Currently, there are various organizations whose main focus is fighting childhood cancer. Organizations focused on childhood cancer through cancer research and/or support programs include: Childhood Cancer Canada, Young Lives vs Cancer and the Children's Cancer and Leukaemia Group (in United Kingdom), Child Cancer Foundation (in New Zealand), Children's Cancer Recovery Foundation (in United States), American Childhood Cancer Organization (in United States), Childhood Cancer Support (Australia) and the Hayim Association (in Israel). Alex's Lemonade Stand Foundation allows people across the US to raise money for pediatric cancer research by organizing lemonade stands. The National Pediatric Cancer Foundation focuses on finding less toxic and more effective treatments for pediatric cancers. This foundation works with 24 different hospitals across the US in search of treatments effective in practice. Childhood Cancer International is the largest global pediatric cancer foundation. It focuses on early access to care for childhood cancers, focusing on patient support, and patient advocacy.

The story of Bella Rodriguez-Torres, a Miami child who died of stage four alveolar rhabdomyosarcoma, inspired the creation of the #LiveLikeBella movement and the Live Like Bella Childhood Cancer Foundation, another resource for families who have children suffering from cancer, which supports through advocacy, financial assistance, and awareness campaigns.

According to estimates by experts in the field of pediatric cancer, by 2020, cancer will cost $158 million annually for both research and treatment which marks a 27% increase since 2010. Ways in which the foundations are helped by people include writing checks, collecting spare coins, bake/lemonade sales, donating portions of purchases from stores or restaurants, or Paid Time Off donations as well as auctions, bike rides, dance-a-thons. Additionally, many of the major foundations have donation buttons on their respective websites.

In addition to advancing research focusing on cancer, the foundations also offer support to families whose children are affected by the disease. The estimated total cost for one child with cancer (medical costs and lost parental wages) is $833,000. Organizations such as the National Children's Cancer Society and the Leukemia and Lymphoma Society can provide financial assistance for the costs associated with childhood cancer like medical care, home care, child care, and transportation.

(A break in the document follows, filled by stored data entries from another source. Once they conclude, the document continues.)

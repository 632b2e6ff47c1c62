//! Scoped ownership of an active subscription.
//!
//! Every subscription in this layer rides on a duplicated connection (one
//! connection cannot both block on messages and issue commands), which makes
//! subscriptions the one resource requiring explicit release. A
//! [`Subscription`] owns that connection together with the delivery task;
//! [`Subscription::close`] is the orderly teardown, and dropping the value
//! tears everything down too, so leaking a connection requires keeping the
//! `Subscription` alive on purpose.

use tokio::task::JoinHandle;
use tracing::debug;

use crate::connection::Connection;

/// A live subscription: duplicated connection plus delivery task.
///
/// Hold on to it for as long as callbacks should keep firing. Once it is
/// closed (or dropped), no further callbacks run and the manager's
/// connection count returns to its previous value.
#[must_use = "dropping a Subscription tears it down immediately"]
pub struct Subscription {
    conn: Option<Connection>,
    task: Option<JoinHandle<()>>,
}

impl Subscription {
    pub(crate) fn new(conn: Connection, task: JoinHandle<()>) -> Self {
        Self {
            conn: Some(conn),
            task: Some(task),
        }
    }

    /// Stop delivery and release the duplicated connection.
    ///
    /// Waits for the delivery task to wind down before returning, so no
    /// callback invocation can race past this call.
    pub async fn close(mut self) {
        if let Some(task) = self.task.take() {
            task.abort();
            // Cancellation errors are the expected outcome of abort.
            let _ = task.await;
        }
        self.conn.take();
        debug!("subscription closed");
    }
}

impl Drop for Subscription {
    fn drop(&mut self) {
        if let Some(task) = self.task.take() {
            task.abort();
        }
    }
}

=== Importance of family support ===

Parents of children with cancer frequently experience emotional distress, which can affect their ability to support the child undergoing treatment, care for siblings, and maintain overall family stability.[67] Support networks can help mitigate these challenges. Various foundations fund in-hospital and online support programs intended to assist parents and families in coping with the demands of illness.[131] Targeted support for siblings is also considered important; age-, gender-, and context-specific resources may help siblings understand and manage cancer-related emotional responses.[132] These interventions have been associated with improved family functioning, increased participation in family activities, and better long-term adjustment.[132][133][134]

"International Childhood Cancer Day" occurs annually on February 15.